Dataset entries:
============

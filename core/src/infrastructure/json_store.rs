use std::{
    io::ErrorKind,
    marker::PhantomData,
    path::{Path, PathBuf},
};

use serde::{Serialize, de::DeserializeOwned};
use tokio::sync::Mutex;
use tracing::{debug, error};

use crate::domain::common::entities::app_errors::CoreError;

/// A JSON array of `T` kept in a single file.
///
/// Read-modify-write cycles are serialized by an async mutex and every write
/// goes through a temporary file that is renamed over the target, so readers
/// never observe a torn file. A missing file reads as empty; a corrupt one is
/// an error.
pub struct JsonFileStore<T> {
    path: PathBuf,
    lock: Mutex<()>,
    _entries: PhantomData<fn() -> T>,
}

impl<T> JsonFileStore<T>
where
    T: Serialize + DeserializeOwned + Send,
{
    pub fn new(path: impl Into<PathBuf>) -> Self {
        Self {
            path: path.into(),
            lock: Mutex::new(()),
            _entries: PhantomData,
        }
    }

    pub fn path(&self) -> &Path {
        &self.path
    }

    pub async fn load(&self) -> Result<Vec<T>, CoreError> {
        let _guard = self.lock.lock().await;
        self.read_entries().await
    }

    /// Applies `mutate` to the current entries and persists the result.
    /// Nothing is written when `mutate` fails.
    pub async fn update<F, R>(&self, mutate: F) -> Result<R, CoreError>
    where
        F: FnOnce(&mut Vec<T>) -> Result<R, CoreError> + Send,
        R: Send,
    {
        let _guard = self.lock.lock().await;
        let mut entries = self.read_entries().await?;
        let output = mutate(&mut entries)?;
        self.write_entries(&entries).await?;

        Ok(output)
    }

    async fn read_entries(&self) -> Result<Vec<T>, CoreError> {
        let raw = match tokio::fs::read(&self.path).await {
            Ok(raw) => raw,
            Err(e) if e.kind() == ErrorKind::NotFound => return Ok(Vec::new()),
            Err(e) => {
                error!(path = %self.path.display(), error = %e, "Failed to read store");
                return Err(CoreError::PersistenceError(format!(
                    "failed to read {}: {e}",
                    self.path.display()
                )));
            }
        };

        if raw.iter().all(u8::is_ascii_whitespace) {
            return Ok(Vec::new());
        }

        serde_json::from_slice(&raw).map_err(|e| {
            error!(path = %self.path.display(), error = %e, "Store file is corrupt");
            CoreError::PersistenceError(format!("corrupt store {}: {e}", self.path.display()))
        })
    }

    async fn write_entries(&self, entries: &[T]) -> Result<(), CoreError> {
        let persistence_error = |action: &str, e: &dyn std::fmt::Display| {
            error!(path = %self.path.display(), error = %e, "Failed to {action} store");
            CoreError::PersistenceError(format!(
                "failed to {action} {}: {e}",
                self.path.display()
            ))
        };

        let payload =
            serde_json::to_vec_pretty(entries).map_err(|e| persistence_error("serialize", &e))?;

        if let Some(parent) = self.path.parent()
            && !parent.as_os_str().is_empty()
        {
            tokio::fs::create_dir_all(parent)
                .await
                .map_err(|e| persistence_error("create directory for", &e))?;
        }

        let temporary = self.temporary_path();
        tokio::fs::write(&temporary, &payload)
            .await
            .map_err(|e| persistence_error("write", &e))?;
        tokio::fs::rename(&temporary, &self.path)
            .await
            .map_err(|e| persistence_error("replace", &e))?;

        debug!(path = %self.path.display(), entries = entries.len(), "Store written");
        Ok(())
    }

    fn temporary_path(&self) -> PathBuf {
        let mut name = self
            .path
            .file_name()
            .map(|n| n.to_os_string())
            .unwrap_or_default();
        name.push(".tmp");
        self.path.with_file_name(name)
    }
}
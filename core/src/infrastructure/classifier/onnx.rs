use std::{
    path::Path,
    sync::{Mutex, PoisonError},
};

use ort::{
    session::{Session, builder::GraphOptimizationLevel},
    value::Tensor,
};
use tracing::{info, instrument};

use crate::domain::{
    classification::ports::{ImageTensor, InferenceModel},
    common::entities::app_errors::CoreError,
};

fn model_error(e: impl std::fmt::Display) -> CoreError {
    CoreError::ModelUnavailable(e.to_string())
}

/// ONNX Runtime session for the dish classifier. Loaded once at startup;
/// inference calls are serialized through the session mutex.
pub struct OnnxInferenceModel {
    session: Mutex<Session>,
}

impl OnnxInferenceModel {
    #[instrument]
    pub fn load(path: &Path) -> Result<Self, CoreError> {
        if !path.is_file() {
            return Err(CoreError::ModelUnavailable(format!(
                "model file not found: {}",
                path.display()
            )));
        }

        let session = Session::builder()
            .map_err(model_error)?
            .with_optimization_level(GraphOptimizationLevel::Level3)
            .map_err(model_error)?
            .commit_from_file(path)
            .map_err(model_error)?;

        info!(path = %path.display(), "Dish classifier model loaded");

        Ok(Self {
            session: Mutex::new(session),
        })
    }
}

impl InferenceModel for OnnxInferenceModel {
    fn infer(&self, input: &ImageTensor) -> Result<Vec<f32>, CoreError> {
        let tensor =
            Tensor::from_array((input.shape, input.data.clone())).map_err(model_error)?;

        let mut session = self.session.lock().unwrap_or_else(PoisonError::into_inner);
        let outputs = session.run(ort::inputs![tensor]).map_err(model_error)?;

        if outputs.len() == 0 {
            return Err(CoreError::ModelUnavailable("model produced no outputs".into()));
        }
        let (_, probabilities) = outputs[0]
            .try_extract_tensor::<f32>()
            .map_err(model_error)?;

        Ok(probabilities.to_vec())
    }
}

============

* _EXERCISE DIRECTIONS_:
Nothing in the records may change; write them out again in full.

* _OUTPUT OF THE TASK_:
filename core/src/infrastructure/json_store.rs
use std::{
    io::ErrorKind,
    marker::PhantomData,
    path::{Path, PathBuf},
};

use serde::{Serialize, de::DeserializeOwned};
use tokio::sync::Mutex;
use tracing::{debug, error};

use crate::domain::common::entities::app_errors::CoreError;

/// A JSON array of `T` kept in a single file.
///
/// Read-modify-write cycles are serialized by an async mutex and every write
/// goes through a temporary file that is renamed over the target, so readers
/// never observe a torn file. A missing file reads as empty; a corrupt one is
/// an error.
pub struct JsonFileStore<T> {
    path: PathBuf,
    lock: Mutex<()>,
    _entries: PhantomData<fn() -> T>,
}

impl<T> JsonFileStore<T>
where
    T: Serialize + DeserializeOwned + Send,
{
    pub fn new(path: impl Into<PathBuf>) -> Self {
        Self {
            path: path.into(),
            lock: Mutex::new(()),
            _entries: PhantomData,
        }
    }

    pub fn path(&self) -> &Path {
        &self.path
    }

    pub async fn load(&self) -> Result<Vec<T>, CoreError> {
        let _guard = self.lock.lock().await;
        self.read_entries().await
    }

    /// Applies `mutate` to the current entries and persists the result.
    /// Nothing is written when `mutate` fails.
    pub async fn update<F, R>(&self, mutate: F) -> Result<R, CoreError>
    where
        F: FnOnce(&mut Vec<T>) -> Result<R, CoreError> + Send,
        R: Send,
    {
        let _guard = self.lock.lock().await;
        let mut entries = self.read_entries().await?;
        let output = mutate(&mut entries)?;
        self.write_entries(&entries).await?;

        Ok(output)
    }

    async fn read_entries(&self) -> Result<Vec<T>, CoreError> {
        let raw = match tokio::fs::read(&self.path).await {
            Ok(raw) => raw,
            Err(e) if e.kind() == ErrorKind::NotFound => return Ok(Vec::new()),
            Err(e) => {
                error!(path = %self.path.display(), error = %e, "Failed to read store");
                return Err(CoreError::PersistenceError(format!(
                    "failed to read {}: {e}",
                    self.path.display()
                )));
            }
        };

        if raw.iter().all(u8::is_ascii_whitespace) {
            return Ok(Vec::new());
        }

        serde_json::from_slice(&raw).map_err(|e| {
            error!(path = %self.path.display(), error = %e, "Store file is corrupt");
            CoreError::PersistenceError(format!("corrupt store {}: {e}", self.path.display()))
        })
    }

    async fn write_entries(&self, entries: &[T]) -> Result<(), CoreError> {
        let persistence_error = |action: &str, e: &dyn std::fmt::Display| {
            error!(path = %self.path.display(), error = %e, "Failed to {action} store");
            CoreError::PersistenceError(format!(
                "failed to {action} {}: {e}",
                self.path.display()
            ))
        };

        let payload =
            serde_json::to_vec_pretty(entries).map_err(|e| persistence_error("serialize", &e))?;

        if let Some(parent) = self.path.parent()
            && !parent.as_os_str().is_empty()
        {
            tokio::fs::create_dir_all(parent)
                .await
                .map_err(|e| persistence_error("create directory for", &e))?;
        }

        let temporary = self.temporary_path();
        tokio::fs::write(&temporary, &payload)
            .await
            .map_err(|e| persistence_error("write", &e))?;
        tokio::fs::rename(&temporary, &self.path)
            .await
            .map_err(|e| persistence_error("replace", &e))?;

        debug!(path = %self.path.display(), entries = entries.len(), "Store written");
        Ok(())
    }

    fn temporary_path(&self) -> PathBuf {
        let mut name = self
            .path
            .file_name()
            .map(|n| n.to_os_string())
            .unwrap_or_default();
        name.push(".tmp");
        self.path.with_file_name(name)
    }
}
filename core/src/infrastructure/classifier/onnx.rs
use std::{
    path::Path,
    sync::{Mutex, PoisonError},
};

use ort::{
    session::{Session, builder::GraphOptimizationLevel},
    value::Tensor,
};
use tracing::{info, instrument};

use crate::domain::{
    classification::ports::{ImageTensor, InferenceModel},
    common::entities::app_errors::CoreError,
};

fn model_error(e: impl std::fmt::Display) -> CoreError {
    CoreError::ModelUnavailable(e.to_string())
}

/// ONNX Runtime session for the dish classifier. Loaded once at startup;
/// inference calls are serialized through the session mutex.
pub struct OnnxInferenceModel {
    session: Mutex<Session>,
}

impl OnnxInferenceModel {
    #[instrument]
    pub fn load(path: &Path) -> Result<Self, CoreError> {
        if !path.is_file() {
            return Err(CoreError::ModelUnavailable(format!(
                "model file not found: {}",
                path.display()
            )));
        }

        let session = Session::builder()
            .map_err(model_error)?
            .with_optimization_level(GraphOptimizationLevel::Level3)
            .map_err(model_error)?
            .commit_from_file(path)
            .map_err(model_error)?;

        info!(path = %path.display(), "Dish classifier model loaded");

        Ok(Self {
            session: Mutex::new(session),
        })
    }
}

impl InferenceModel for OnnxInferenceModel {
    fn infer(&self, input: &ImageTensor) -> Result<Vec<f32>, CoreError> {
        let tensor =
            Tensor::from_array((input.shape, input.data.clone())).map_err(model_error)?;

        let mut session = self.session.lock().unwrap_or_else(PoisonError::into_inner);
        let outputs = session.run(ort::inputs![tensor]).map_err(model_error)?;

        if outputs.len() == 0 {
            return Err(CoreError::ModelUnavailable("model produced no outputs".into()));
        }
        let (_, probabilities) = outputs[0]
            .try_extract_tensor::<f32>()
            .map_err(model_error)?;

        Ok(probabilities.to_vec())
    }
}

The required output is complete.